Bonifacio Day marks the 158th anniversary of the birth of Andres Bonifacio, the Katipunan Supremo and one of the country’s greatest heroes.

More than a century after his death, the revolutionary figure continues to be the subject of debate, in particular as to whether he should have been named a national hero instead of Dr José Rizal, as well as his “bad” level of education. . Over the years, Bonifacio is believed to have led the country’s revolution despite having “no education” – yet historical records show he reached the equivalent of 8th grade before. to give up to support his siblings after they are orphaned.

History also shows that Bonifacio was a rather voracious reader, compensating for his lack of education by absorbing the works of great thinkers and authors from here and elsewhere, from Alexandre Dumas and Victor Hugo to our own Rizal.

Testimonies show that his employer, Doña Elvira Prysler, saw Bonifacio with a book in hand every noon.

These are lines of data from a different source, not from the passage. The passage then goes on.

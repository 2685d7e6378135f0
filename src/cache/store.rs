use std::collections::HashMap;
use std::sync::Arc;

use parking_lot::{Condvar, Mutex};

use crate::cache::fingerprint::Fingerprint;
use crate::cache::row::{Row, RowPin};
use crate::foundation::error::{EngineError, EngineResult, RowFailure};

/// Eviction-priority hint attached to a row by its producing node.
///
/// Unpinned entries are evicted lowest priority first, then least recently used. `Transient`
/// rows are swept on every eviction pass once nobody pins them.
#[derive(
    Clone,
    Copy,
    Debug,
    Default,
    PartialEq,
    Eq,
    PartialOrd,
    Ord,
    Hash,
    serde::Serialize,
    serde::Deserialize,
)]
#[serde(rename_all = "snake_case")]
pub enum CachePriority {
    Transient,
    Low,
    #[default]
    Normal,
    High,
}

/// Row cache configuration.
#[derive(Clone, Copy, Debug, PartialEq, Eq, serde::Serialize, serde::Deserialize)]
#[serde(default)]
pub struct CacheOpts {
    /// Soft memory budget in bytes. Pinned rows may push the cache past it.
    pub budget_bytes: usize,
}

impl Default for CacheOpts {
    fn default() -> Self {
        Self {
            budget_bytes: 256 * 1024 * 1024,
        }
    }
}

/// Point-in-time cache counters.
#[derive(Clone, Copy, Debug, Default, PartialEq, Eq)]
pub struct CacheStats {
    /// Completed rows currently stored.
    pub entries: usize,
    /// Computations reserved or running.
    pub in_flight: usize,
    /// Completed rows with at least one pin.
    pub pinned_entries: usize,
    /// Bytes held by completed rows.
    pub bytes: usize,
    /// Lookups answered from a completed row.
    pub hits: u64,
    /// Lookups that reserved a new computation.
    pub misses: u64,
    /// Lookups that blocked on a running computation.
    pub waits: u64,
    /// Pending reservations taken over by another caller.
    pub takeovers: u64,
    /// Successful publishes.
    pub computations: u64,
    /// Failed publishes.
    pub failures: u64,
    /// Rows removed by eviction.
    pub evictions: u64,
    /// Eviction passes that ended over budget because only pinned rows were left.
    pub over_budget_events: u64,
}

/// Result of [`RowCache::lookup_or_reserve`].
#[derive(Debug)]
pub enum Lookup {
    /// A completed row, pinned for the caller.
    Hit(RowPin),
    /// The caller now owns the duty to compute the row and [`publish`](RowCache::publish) it.
    Reserved(Reservation),
}

/// Result of [`RowCache::probe`].
#[derive(Debug)]
pub enum Probe {
    /// A completed row, pinned for the caller.
    Hit(RowPin),
    /// A new pending reservation owned by the caller.
    Reserved(Reservation),
    /// Someone else has the fingerprint in flight.
    Busy,
}

/// Outcome of [`RowCache::begin`] on a reservation.
#[derive(Debug)]
pub enum Begin {
    /// The caller runs the computation.
    Run(Reservation),
    /// Someone else ran it; this is their result.
    Joined(Result<RowPin, RowFailure>),
}

/// Exclusive right (and duty) to compute one fingerprint.
///
/// A reservation is *pending* until [`RowCache::begin`] starts it. Pending reservations can be
/// taken over by any other caller asking for the same fingerprint, so nobody ever blocks on work
/// that is merely queued. Dropping a reservation without publishing fails the fingerprint so
/// waiters wake up.
pub struct Reservation {
    fingerprint: Fingerprint,
    flight: Arc<Flight>,
    cache: Arc<CacheShared>,
    running: bool,
    resolved: bool,
}

impl Reservation {
    pub fn fingerprint(&self) -> &Fingerprint {
        &self.fingerprint
    }

    pub fn is_running(&self) -> bool {
        self.running
    }
}

impl Drop for Reservation {
    fn drop(&mut self) {
        if !self.resolved {
            self.resolved = true;
            self.cache.abandon(&self.flight, self.fingerprint, self.running);
        }
    }
}

impl std::fmt::Debug for Reservation {
    fn fmt(&self, f: &mut std::fmt::Formatter<'_>) -> std::fmt::Result {
        f.debug_struct("Reservation")
            .field("fingerprint", &self.fingerprint)
            .field("ticket", &self.flight.ticket)
            .field("running", &self.running)
            .finish()
    }
}

/// Process-wide store of computed rows.
///
/// Cloning yields another handle to the same cache. All mutation (reservation, publish, pinning,
/// eviction) happens under one lock; row buffers are immutable once published.
#[derive(Clone)]
pub struct RowCache {
    shared: Arc<CacheShared>,
}

impl Default for RowCache {
    fn default() -> Self {
        Self::new(CacheOpts::default())
    }
}

impl RowCache {
    pub fn new(opts: CacheOpts) -> Self {
        Self {
            shared: Arc::new(CacheShared {
                state: Mutex::new(CacheState {
                    entries: HashMap::new(),
                    budget: opts.budget_bytes,
                    bytes: 0,
                    tick: 0,
                    next_ticket: 0,
                    unpinned_transient: 0,
                    counters: CacheStats::default(),
                }),
            }),
        }
    }

    /// Return the completed row for `fp`, or reserve its computation.
    ///
    /// If another caller is already running the computation this blocks until it is published and
    /// then returns its row (or its failure). A pending (queued, not yet started) reservation is
    /// taken over instead: the caller receives a running [`Reservation`] and the original holder
    /// joins the result when it gets to [`begin`](Self::begin).
    pub fn lookup_or_reserve(
        &self,
        fp: Fingerprint,
        priority: CachePriority,
    ) -> Result<Lookup, RowFailure> {
        let flight = {
            let mut guard = self.shared.state.lock();
            let st = &mut *guard;
            st.tick += 1;
            let tick = st.tick;
            match st.entries.get_mut(&fp) {
                Some(Entry::Ready(ready)) => {
                    if ready.pins == 0 && ready.priority == CachePriority::Transient {
                        st.unpinned_transient -= 1;
                    }
                    ready.pins += 1;
                    ready.last_used = tick;
                    st.counters.hits += 1;
                    let row = Arc::clone(&ready.row);
                    return Ok(Lookup::Hit(RowPin::new(
                        row,
                        Arc::clone(&self.shared),
                        true,
                    )));
                }
                Some(Entry::InFlight(inflight)) if !inflight.started => {
                    inflight.started = true;
                    st.counters.takeovers += 1;
                    tracing::debug!(digest = %fp.digest(), y = fp.y, "took over pending row");
                    return Ok(Lookup::Reserved(Reservation {
                        fingerprint: fp,
                        flight: Arc::clone(&inflight.flight),
                        cache: Arc::clone(&self.shared),
                        running: true,
                        resolved: false,
                    }));
                }
                Some(Entry::InFlight(inflight)) => {
                    inflight.waiters += 1;
                    st.counters.waits += 1;
                    Arc::clone(&inflight.flight)
                }
                None => {
                    st.counters.misses += 1;
                    st.next_ticket += 1;
                    let flight = Arc::new(Flight::new(st.next_ticket, priority));
                    st.entries.insert(
                        fp,
                        Entry::InFlight(InFlight {
                            flight: Arc::clone(&flight),
                            started: false,
                            waiters: 0,
                        }),
                    );
                    tracing::debug!(digest = %fp.digest(), y = fp.y, "reserved row");
                    return Ok(Lookup::Reserved(Reservation {
                        fingerprint: fp,
                        flight,
                        cache: Arc::clone(&self.shared),
                        running: false,
                        resolved: false,
                    }));
                }
            }
        };

        // Registered as a waiter: the publisher pins the row on our behalf.
        flight
            .wait()
            .map(|row| Lookup::Hit(RowPin::new(row, Arc::clone(&self.shared), true)))
    }

    /// Non-blocking variant of [`lookup_or_reserve`](Self::lookup_or_reserve).
    ///
    /// Never waits and never takes over someone else's reservation; an in-flight fingerprint is
    /// reported as [`Probe::Busy`].
    pub fn probe(&self, fp: Fingerprint, priority: CachePriority) -> Probe {
        let mut guard = self.shared.state.lock();
        let st = &mut *guard;
        st.tick += 1;
        let tick = st.tick;
        match st.entries.get_mut(&fp) {
            Some(Entry::Ready(ready)) => {
                if ready.pins == 0 && ready.priority == CachePriority::Transient {
                    st.unpinned_transient -= 1;
                }
                ready.pins += 1;
                ready.last_used = tick;
                st.counters.hits += 1;
                Probe::Hit(RowPin::new(
                    Arc::clone(&ready.row),
                    Arc::clone(&self.shared),
                    true,
                ))
            }
            Some(Entry::InFlight(_)) => Probe::Busy,
            None => {
                st.counters.misses += 1;
                st.next_ticket += 1;
                let flight = Arc::new(Flight::new(st.next_ticket, priority));
                st.entries.insert(
                    fp,
                    Entry::InFlight(InFlight {
                        flight: Arc::clone(&flight),
                        started: false,
                        waiters: 0,
                    }),
                );
                tracing::debug!(digest = %fp.digest(), y = fp.y, "reserved row");
                Probe::Reserved(Reservation {
                    fingerprint: fp,
                    flight,
                    cache: Arc::clone(&self.shared),
                    running: false,
                    resolved: false,
                })
            }
        }
    }

    /// Non-blocking lookup of a completed row.
    pub fn try_get(&self, fp: &Fingerprint) -> Option<RowPin> {
        let mut guard = self.shared.state.lock();
        let st = &mut *guard;
        st.tick += 1;
        let tick = st.tick;
        let Some(Entry::Ready(ready)) = st.entries.get_mut(fp) else {
            return None;
        };
        if ready.pins == 0 && ready.priority == CachePriority::Transient {
            st.unpinned_transient -= 1;
        }
        ready.pins += 1;
        ready.last_used = tick;
        st.counters.hits += 1;
        Some(RowPin::new(
            Arc::clone(&ready.row),
            Arc::clone(&self.shared),
            true,
        ))
    }

    /// Start a reservation.
    ///
    /// Returns [`Begin::Run`] if the caller should compute the row now, or the published result if
    /// the reservation was taken over in the meantime.
    pub fn begin(&self, mut reservation: Reservation) -> Begin {
        if reservation.running {
            return Begin::Run(reservation);
        }

        let registered = {
            let mut guard = self.shared.state.lock();
            let st = &mut *guard;
            match st.entries.get_mut(&reservation.fingerprint) {
                Some(Entry::InFlight(inflight))
                    if inflight.flight.ticket == reservation.flight.ticket =>
                {
                    if !inflight.started {
                        inflight.started = true;
                        reservation.running = true;
                        return Begin::Run(reservation);
                    }
                    inflight.waiters += 1;
                    st.counters.waits += 1;
                    true
                }
                // Already published by whoever took it over.
                _ => false,
            }
        };

        reservation.resolved = true;
        let flight = Arc::clone(&reservation.flight);
        drop(reservation);

        let outcome = flight.wait().map(|row| {
            if registered {
                RowPin::new(row, Arc::clone(&self.shared), true)
            } else {
                self.shared.pin_or_adopt(row)
            }
        });
        Begin::Joined(outcome)
    }

    /// Store the outcome of a running reservation and wake everyone waiting on it.
    ///
    /// On success the row is returned pinned for the publisher. A failure is handed to all waiters
    /// and the fingerprint is forgotten, so a later request retries the computation.
    pub fn publish(
        &self,
        mut reservation: Reservation,
        result: Result<Vec<f32>, RowFailure>,
    ) -> Result<RowPin, RowFailure> {
        debug_assert!(
            reservation.running,
            "publish on a reservation that never began"
        );
        let fp = reservation.fingerprint;
        let priority = reservation.flight.priority;
        let outcome = result
            .and_then(|data| Row::from_buffer(fp, priority, data))
            .map(Arc::new);
        reservation.resolved = true;
        self.shared.complete(&reservation.flight, fp, outcome)
    }

    /// Pin a row obtained earlier, re-inserting it if it was evicted meanwhile.
    ///
    /// A re-inserted row keeps the priority it was computed with.
    pub fn pin(&self, row: &Arc<Row>) -> RowPin {
        self.shared.pin_or_adopt(Arc::clone(row))
    }

    /// Release a pin. Equivalent to dropping it; memory is only reclaimed by eviction.
    pub fn unpin(&self, pin: RowPin) {
        drop(pin);
    }

    /// Evict unpinned rows until the cache fits its budget. Returns the number of rows evicted.
    pub fn evict_if_needed(&self) -> usize {
        let mut guard = self.shared.state.lock();
        guard.evict()
    }

    /// Drop every unpinned row regardless of budget.
    pub fn purge_unpinned(&self) -> usize {
        let mut guard = self.shared.state.lock();
        let budget = guard.budget;
        guard.budget = 0;
        let evicted = guard.evict_quiet();
        guard.budget = budget;
        evicted
    }

    /// Change the memory budget and evict down to it.
    pub fn set_budget(&self, budget_bytes: usize) -> EngineResult<usize> {
        if budget_bytes == 0 {
            return Err(EngineError::validation("cache budget must be > 0 bytes"));
        }
        let mut guard = self.shared.state.lock();
        guard.budget = budget_bytes;
        Ok(guard.evict())
    }

    pub fn budget(&self) -> usize {
        self.shared.state.lock().budget
    }

    /// `true` if a completed row is stored for `fp`.
    pub fn contains(&self, fp: &Fingerprint) -> bool {
        matches!(
            self.shared.state.lock().entries.get(fp),
            Some(Entry::Ready(_))
        )
    }

    /// Pin count of a completed row, `None` if not stored.
    pub fn pin_count(&self, fp: &Fingerprint) -> Option<usize> {
        match self.shared.state.lock().entries.get(fp) {
            Some(Entry::Ready(ready)) => Some(ready.pins),
            _ => None,
        }
    }

    pub fn stats(&self) -> CacheStats {
        let guard = self.shared.state.lock();
        let mut stats = guard.counters;
        stats.bytes = guard.bytes;
        for entry in guard.entries.values() {
            match entry {
                Entry::Ready(ready) => {
                    stats.entries += 1;
                    if ready.pins > 0 {
                        stats.pinned_entries += 1;
                    }
                }
                Entry::InFlight(_) => stats.in_flight += 1,
            }
        }
        stats
    }
}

On this Bonifacio Day, honor the valiant hero by adding some of the books he read during his lifetime to your reading list.

The Wandering Jew ”by Eugene Sue

Written in 1845, Eugene Sue’s “The Wandering Jew”, originally serialized in the newspapers, became a hit in Paris because of its sensationality, but also sparked controversy at the time because of its feelings. anti-Catholic. About the author, The Guternberg Project writes: “Time and time again, doctors and sailors have made a remarkable reputation as novelists. But it is rare in the annals of literature that a man trained in both trades has acquired his greatest fame as a novelist … When he publishes “Les Mystères de Paris”, his national fame is assured, and with the writing of “The Wandering Jew” he gained world fame.

Read The Wandering Jew here.

The Ruins: Meditations on the Revolution of the Empireby CF Volney

First published in 1791, the essay by historian and philosopher CF Volney provides an overview of the historical concerns of intellectuals at the start of the French Revolution, in particular on the future of their society at the height of modernity. nascent. The essay was widely acclaimed at the time and was even translated into English by US President Thomas Jefferson.

Read The Ruins: Meditations on the Revolution of the Empire here.

The French Revolution: a historyby Thomas Carlyle

Scottish historian Thomas Carlyle wrote The French Revolution: A History as a three-volume work published in 1837, which chronicles the French Revolution from 1789 from the height of the reign of terror until its conclusion in 1795.

Read The French Revolution: a story here.

The lives of presidents of the United StatesBy John SC Abbott

Bonifacio is also said to have read the biography of the presidents of the United States, written by the American historian John Stevens Cabot Abbott in 1876.

Read about the lives of presidents of the United States here.

READ: So what was so bad about martial law?